DATASET ENTRIES

□ □ □ □ □ □ □

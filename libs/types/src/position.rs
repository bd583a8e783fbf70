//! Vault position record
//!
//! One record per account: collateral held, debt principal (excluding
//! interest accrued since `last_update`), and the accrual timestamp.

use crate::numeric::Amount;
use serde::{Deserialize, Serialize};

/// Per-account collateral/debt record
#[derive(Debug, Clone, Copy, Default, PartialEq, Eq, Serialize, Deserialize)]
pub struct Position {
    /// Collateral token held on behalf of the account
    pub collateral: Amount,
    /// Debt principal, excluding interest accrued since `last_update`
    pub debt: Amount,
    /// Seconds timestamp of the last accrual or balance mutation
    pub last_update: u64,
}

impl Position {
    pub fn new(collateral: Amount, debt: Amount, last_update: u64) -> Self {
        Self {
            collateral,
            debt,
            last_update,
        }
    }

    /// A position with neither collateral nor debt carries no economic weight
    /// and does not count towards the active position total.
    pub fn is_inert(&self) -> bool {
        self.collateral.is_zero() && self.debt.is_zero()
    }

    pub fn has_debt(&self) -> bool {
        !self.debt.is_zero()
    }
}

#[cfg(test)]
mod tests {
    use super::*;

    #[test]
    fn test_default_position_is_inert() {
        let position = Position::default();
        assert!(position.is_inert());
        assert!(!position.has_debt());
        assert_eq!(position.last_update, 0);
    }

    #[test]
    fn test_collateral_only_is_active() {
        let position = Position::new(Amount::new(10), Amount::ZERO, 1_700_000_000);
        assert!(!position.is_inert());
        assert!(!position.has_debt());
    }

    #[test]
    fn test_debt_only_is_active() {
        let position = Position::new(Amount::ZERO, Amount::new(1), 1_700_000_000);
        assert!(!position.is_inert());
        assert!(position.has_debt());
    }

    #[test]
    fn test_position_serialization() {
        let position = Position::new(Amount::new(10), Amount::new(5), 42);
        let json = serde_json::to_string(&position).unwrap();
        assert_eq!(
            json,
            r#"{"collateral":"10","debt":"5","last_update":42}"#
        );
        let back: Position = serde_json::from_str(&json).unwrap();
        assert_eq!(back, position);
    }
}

□ □ □ □ □ □ □

EXERCISE DIRECTIONS
Repeat the entries verbatim through the line with "use crate::numeric::Amount;".

TASK RESULT
filename libs/types/src/position.rs
repository bd583a8e783fbf70
//! Vault position record
//!
//! One record per account: collateral held, debt principal (excluding
//! interest accrued since `last_update`), and the accrual timestamp.

use crate::numeric::Amount;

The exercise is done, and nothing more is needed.